───── Extracted records

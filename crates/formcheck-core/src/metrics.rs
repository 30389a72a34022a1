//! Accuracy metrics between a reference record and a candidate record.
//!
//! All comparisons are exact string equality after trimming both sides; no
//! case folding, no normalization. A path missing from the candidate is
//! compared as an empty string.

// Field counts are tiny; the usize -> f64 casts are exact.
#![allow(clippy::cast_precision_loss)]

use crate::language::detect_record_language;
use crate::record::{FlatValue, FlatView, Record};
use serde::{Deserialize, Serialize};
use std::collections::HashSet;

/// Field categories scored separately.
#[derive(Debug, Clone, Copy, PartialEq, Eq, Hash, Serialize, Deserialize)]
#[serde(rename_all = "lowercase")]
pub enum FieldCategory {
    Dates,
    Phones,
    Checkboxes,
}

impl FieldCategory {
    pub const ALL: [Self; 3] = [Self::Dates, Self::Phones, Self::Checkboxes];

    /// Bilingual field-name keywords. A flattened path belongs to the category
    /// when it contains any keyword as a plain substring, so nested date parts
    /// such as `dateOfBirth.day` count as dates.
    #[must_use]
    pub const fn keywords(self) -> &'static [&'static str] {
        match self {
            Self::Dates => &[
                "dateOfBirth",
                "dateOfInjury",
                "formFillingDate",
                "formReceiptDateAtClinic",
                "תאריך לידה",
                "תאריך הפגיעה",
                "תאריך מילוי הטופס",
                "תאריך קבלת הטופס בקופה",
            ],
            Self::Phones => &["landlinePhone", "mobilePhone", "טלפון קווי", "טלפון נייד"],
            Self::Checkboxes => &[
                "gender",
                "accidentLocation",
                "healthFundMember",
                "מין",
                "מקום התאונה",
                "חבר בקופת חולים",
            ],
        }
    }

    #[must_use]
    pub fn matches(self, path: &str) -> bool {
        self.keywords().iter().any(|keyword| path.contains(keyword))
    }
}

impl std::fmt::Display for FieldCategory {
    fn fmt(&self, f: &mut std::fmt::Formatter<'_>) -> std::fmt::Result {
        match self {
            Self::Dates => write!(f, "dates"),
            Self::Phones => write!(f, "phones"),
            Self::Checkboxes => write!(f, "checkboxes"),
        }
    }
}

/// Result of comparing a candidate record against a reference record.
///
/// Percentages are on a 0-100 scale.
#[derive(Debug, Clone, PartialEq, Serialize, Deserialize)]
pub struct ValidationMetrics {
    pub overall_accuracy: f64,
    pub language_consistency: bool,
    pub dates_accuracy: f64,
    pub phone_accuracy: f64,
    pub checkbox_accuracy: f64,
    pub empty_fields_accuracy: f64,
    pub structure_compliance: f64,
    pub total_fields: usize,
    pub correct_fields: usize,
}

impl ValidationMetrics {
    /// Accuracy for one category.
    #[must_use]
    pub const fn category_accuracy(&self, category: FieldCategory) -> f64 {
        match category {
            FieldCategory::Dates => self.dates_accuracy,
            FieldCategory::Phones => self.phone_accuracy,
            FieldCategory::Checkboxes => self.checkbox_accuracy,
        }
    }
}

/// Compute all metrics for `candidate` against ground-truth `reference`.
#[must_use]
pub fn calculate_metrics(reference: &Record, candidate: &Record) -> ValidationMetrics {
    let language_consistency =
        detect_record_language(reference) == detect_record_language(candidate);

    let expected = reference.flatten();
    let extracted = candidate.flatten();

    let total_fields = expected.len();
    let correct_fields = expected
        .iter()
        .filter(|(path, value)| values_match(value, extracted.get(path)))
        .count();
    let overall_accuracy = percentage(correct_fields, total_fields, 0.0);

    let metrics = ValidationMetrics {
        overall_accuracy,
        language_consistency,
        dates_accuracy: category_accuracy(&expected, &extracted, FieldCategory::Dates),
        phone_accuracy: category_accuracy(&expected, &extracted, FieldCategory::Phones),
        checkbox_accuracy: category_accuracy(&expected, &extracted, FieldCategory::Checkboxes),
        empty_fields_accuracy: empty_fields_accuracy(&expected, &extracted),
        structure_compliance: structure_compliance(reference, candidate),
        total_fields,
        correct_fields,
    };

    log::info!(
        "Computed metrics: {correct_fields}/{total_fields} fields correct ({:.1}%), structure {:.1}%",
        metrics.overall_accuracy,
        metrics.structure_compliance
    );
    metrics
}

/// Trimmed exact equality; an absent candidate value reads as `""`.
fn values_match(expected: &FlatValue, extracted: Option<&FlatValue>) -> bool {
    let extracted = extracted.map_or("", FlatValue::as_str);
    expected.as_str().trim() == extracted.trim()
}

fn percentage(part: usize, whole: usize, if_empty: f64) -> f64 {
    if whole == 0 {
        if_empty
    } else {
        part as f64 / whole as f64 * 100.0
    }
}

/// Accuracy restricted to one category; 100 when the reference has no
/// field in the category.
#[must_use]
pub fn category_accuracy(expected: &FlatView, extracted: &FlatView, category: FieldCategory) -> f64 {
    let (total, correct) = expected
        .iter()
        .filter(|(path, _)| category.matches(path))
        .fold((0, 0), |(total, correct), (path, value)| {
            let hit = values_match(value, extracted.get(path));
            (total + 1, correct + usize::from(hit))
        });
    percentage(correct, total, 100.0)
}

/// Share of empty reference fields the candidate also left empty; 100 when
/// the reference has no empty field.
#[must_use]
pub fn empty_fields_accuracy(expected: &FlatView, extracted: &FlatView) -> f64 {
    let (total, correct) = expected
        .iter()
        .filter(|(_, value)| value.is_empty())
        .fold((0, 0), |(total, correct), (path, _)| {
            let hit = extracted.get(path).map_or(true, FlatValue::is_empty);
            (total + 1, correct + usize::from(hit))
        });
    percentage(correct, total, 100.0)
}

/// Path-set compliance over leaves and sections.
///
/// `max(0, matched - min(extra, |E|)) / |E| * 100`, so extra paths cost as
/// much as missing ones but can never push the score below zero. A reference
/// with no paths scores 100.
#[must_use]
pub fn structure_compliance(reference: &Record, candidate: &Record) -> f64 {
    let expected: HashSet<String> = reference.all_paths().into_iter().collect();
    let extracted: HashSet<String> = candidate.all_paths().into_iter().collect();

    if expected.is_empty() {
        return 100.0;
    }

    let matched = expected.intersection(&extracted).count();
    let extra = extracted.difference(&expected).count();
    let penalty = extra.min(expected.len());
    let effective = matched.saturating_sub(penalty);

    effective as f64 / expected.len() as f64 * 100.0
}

──────────
───── Extracted records

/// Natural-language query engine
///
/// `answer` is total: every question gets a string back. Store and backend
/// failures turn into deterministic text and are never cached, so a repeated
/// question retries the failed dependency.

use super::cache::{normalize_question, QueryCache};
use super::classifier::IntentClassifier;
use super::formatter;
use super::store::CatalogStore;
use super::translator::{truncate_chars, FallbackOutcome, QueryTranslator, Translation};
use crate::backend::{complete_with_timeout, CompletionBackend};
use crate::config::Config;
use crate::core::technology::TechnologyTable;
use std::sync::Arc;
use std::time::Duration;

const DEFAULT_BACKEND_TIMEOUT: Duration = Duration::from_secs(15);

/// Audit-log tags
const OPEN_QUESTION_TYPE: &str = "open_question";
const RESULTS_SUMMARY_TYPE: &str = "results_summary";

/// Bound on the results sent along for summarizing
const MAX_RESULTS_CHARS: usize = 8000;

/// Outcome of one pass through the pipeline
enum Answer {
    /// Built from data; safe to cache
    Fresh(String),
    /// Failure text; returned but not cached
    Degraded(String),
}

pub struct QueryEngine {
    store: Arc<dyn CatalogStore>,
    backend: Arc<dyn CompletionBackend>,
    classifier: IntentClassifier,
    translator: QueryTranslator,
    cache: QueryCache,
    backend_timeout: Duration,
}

──────────

#### Task prompt:
Where the data above reaches the line holding "filename crates/formcheck-core/src/metrics.rs", begin printing, and stop after the line holding "both sides; no". Each line must be reproduced exactly, with nothing else added.

#### Answer for the task:
filename crates/formcheck-core/src/metrics.rs
repository 30389a72a34022a1
//! Accuracy metrics between a reference record and a candidate record.
//!
//! All comparisons are exact string equality after trimming both sides; no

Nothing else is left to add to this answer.